Keywords: Gene families ; mRNA divergence ; Alpha-1-proteinase inhibitor

Source: Springer Online Journal Archives 1860-2000

Topics: Biology

Notes: Abstract The organization and sequence of genes encoding the α1-proteinase inhibitor (α1PI), a major serine proteinase inhibitor of the mammalian bloodstream, have been compared in several species, including murine rodents (genus Mus). Analysis of gene copy number indicates that amplification of α1PI genes occurred at some time during evolution of the Mus genus, leading to fixation of a family of about three to five genes in several existing species (e.g., M. domesticus and M. saxicola), and only a single gene in others (e.g., M. caroli). A phylogeny for the various mammalian α1PI mRNAs was constructed based upon synonymous substitutions within coding regions. The mRNAs in different murine species diverged from a common ancestor before the formation of the first species lineages of the Mus genus, i.e., about 10–13 million years ago.
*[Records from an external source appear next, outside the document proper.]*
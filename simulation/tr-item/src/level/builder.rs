//! Programmatic construction of level tables
//!
//! Tools and tests describe clips and models declaratively and let the
//! builder lay out the flat tables and their cross-indices.
//!
//! ```
//! use tr_item::item::ItemType;
//! use tr_item::level::builder::{LevelBuilder, clip};
//!
//! let level = LevelBuilder::new()
//!     .anim(clip(0, 20).state(2).transition(3, 10, 20, 1, 21))
//!     .anim(clip(21, 40).state(3))
//!     .model(ItemType::Wolf, 1, 0)
//!     .build();
//!
//! assert_eq!(level.anims.len(), 2);
//! assert_eq!(level.anim_ranges.len(), 1);
//! ```

use glam::IVec3;

use super::{Anim, AnimCommand, AnimFrame, AnimRange, AnimState, Bounds, Level, MeshSphere, Model, Node, SoundInfo};
use crate::item::ItemType;

/// Starts a clip covering absolute frames `begin..=end`
pub fn clip(begin: u16, end: u16) -> ClipBuilder {
    ClipBuilder {
        anim: Anim {
            frame_begin: begin,
            frame_end: end,
            frame_rate: 1,
            ..Anim::default()
        },
        next: None,
        transitions: Vec::new(),
        commands: Vec::new(),
        keyframes: Vec::new(),
        bounds: Bounds::default(),
    }
}

/// Declarative description of one clip
#[derive(Debug, Clone)]
pub struct ClipBuilder {
    anim: Anim,
    next: Option<(u16, u16)>,
    transitions: Vec<(u8, Vec<AnimRange>)>,
    commands: Vec<AnimCommand>,
    keyframes: Vec<AnimFrame>,
    bounds: Bounds,
}

impl ClipBuilder {
    pub fn state(mut self, state: u8) -> Self {
        self.anim.state = state;
        self
    }

    pub fn rate(mut self, rate: u8) -> Self {
        self.anim.frame_rate = rate;
        self
    }

    /// Initial horizontal speed in 16.16
    pub fn speed(mut self, speed: i32) -> Self {
        self.anim.speed = speed;
        self
    }

    pub fn accel(mut self, accel: i32) -> Self {
        self.anim.accel = accel;
        self
    }

    /// Clip and frame entered after the last frame; defaults to looping
    pub fn next(mut self, anim: u16, frame: u16) -> Self {
        self.next = Some((anim, frame));
        self
    }

    /// Adds a window `[begin, end]` in which goal `state` jumps to the target
    pub fn transition(mut self, state: u8, begin: u16, end: u16, next_anim: u16, next_frame: u16) -> Self {
        let range = AnimRange {
            frame_begin: begin,
            frame_end: end,
            next_anim,
            next_frame,
        };
        match self.transitions.iter_mut().find(|(s, _)| *s == state) {
            Some((_, ranges)) => ranges.push(range),
            None => self.transitions.push((state, vec![range])),
        }
        self
    }

    pub fn command(mut self, command: AnimCommand) -> Self {
        self.commands.push(command);
        self
    }

    /// Box used for generated keyframes
    pub fn bounds(mut self, bounds: Bounds) -> Self {
        self.bounds = bounds;
        self
    }

    /// Appends an explicit keyframe; generated keyframes are skipped once
    /// any is given
    pub fn keyframe(mut self, frame: AnimFrame) -> Self {
        self.keyframes.push(frame);
        self
    }
}

/// Incremental [`Level`] builder
#[derive(Debug, Clone, Default)]
pub struct LevelBuilder {
    level: Level,
}

impl LevelBuilder {
    pub fn new() -> Self {
        Self::default()
    }

    /// Appends a clip; its index is the number of clips added before it
    pub fn anim(mut self, clip: ClipBuilder) -> Self {
        let level = &mut self.level;
        let index = level.anims.len() as u16;
        let mut anim = clip.anim;

        let (next_anim, next_frame) = clip.next.unwrap_or((index, anim.frame_begin));
        anim.next_anim = next_anim;
        anim.next_frame = next_frame;

        anim.states_start = level.anim_states.len() as u16;
        anim.states_count = clip.transitions.len() as u16;
        for (state, ranges) in clip.transitions {
            level.anim_states.push(AnimState {
                state,
                ranges_start: level.anim_ranges.len() as u16,
                ranges_count: ranges.len() as u16,
            });
            level.anim_ranges.extend(ranges);
        }

        anim.commands_start = level.anim_commands.len() as u16;
        anim.commands_count = clip.commands.len() as u16;
        for command in &clip.commands {
            command.encode(&mut level.anim_commands);
        }

        anim.frames_start = level.frames.len() as u32;
        if clip.keyframes.is_empty() {
            let count = (anim.len().max(1) - 1) / anim.rate() + 1;
            for _ in 0..count {
                level.frames.push(AnimFrame {
                    bounds: clip.bounds,
                    ..AnimFrame::default()
                });
            }
        } else {
            level.frames.extend(clip.keyframes);
        }

        level.anims.push(anim);
        self
    }

    /// Adds a model with `count` joints, zero-offset links and empty spheres
    pub fn model(self, item_type: ItemType, count: u16, anim_index: u16) -> Self {
        let nodes = vec![Node::default(); usize::from(count.saturating_sub(1))];
        let meshes = vec![MeshSphere::default(); usize::from(count)];
        self.skeleton(item_type, anim_index, nodes, meshes)
    }

    /// Adds a model from explicit links and mesh spheres
    pub fn skeleton(mut self, item_type: ItemType, anim_index: u16, nodes: Vec<Node>, meshes: Vec<MeshSphere>) -> Self {
        let level = &mut self.level;
        let model = Model {
            count: meshes.len() as u16,
            node_index: level.nodes.len() as u32,
            mesh_index: level.meshes.len() as u32,
            anim_index,
            sprite_frames: 0,
        };
        level.nodes.extend(nodes);
        level.meshes.extend(meshes);
        level.models.insert(item_type, model);
        self
    }

    /// Adds a sprite sequence model
    pub fn sprite(mut self, item_type: ItemType, frames: u16) -> Self {
        self.level.models.insert(
            item_type,
            Model {
                sprite_frames: frames,
                ..Model::default()
            },
        );
        self
    }

    /// Maps sound `id` to a new cue
    pub fn sound(mut self, id: usize, info: SoundInfo) -> Self {
        let level = &mut self.level;
        if level.sound_map.len() <= id {
            level.sound_map.resize(id + 1, -1);
        }
        level.sound_map[id] = level.sound_infos.len() as i16;
        level.sound_infos.push(info);
        self
    }

    /// Appends a sample wrapped in a minimal wave header
    pub fn sample(mut self, payload: &[u8]) -> Self {
        let level = &mut self.level;
        level.sound_offsets.push(level.sound_data.len() as u32);

        let mut header = [0u8; 44];
        header[0..4].copy_from_slice(b"RIFF");
        header[8..12].copy_from_slice(b"WAVE");
        header[36..40].copy_from_slice(b"data");
        header[40..44].copy_from_slice(&(payload.len() as u32).to_le_bytes());
        level.sound_data.extend_from_slice(&header);
        level.sound_data.extend_from_slice(payload);
        self
    }

    pub fn build(self) -> Level {
        self.level
    }
}

/// Mesh sphere helper
pub fn sphere(x: i32, y: i32, z: i32, radius: i32) -> MeshSphere {
    MeshSphere {
        center: IVec3::new(x, y, z),
        radius,
    }
}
Thus, α1PI gene amplification must have occurred prior to Mus speciation; gene families were retained in some, but not all, murine species. The reactive center region of the α1PI polypeptide, which determines target protease specificity, has diverged rapidly during evolution of the Mus species, but not during evolution of other mammalian species included in the analysis. It is likely that this accelerated evolution of the reactive center, which has been noted previously for serine proteinase inhibitors, was driven by some sort of a positive Darwinian selection that was exerted in a taxon-specific manner. We suggest that evolution of α1PI genes of murine rodents has been characterized by both modification of gene copy number and rapid reactive center divergence. These processes may have resulted in a broadened repertoire of proteinase inhibitors that was evolutionarily advantageous during Mus speciation.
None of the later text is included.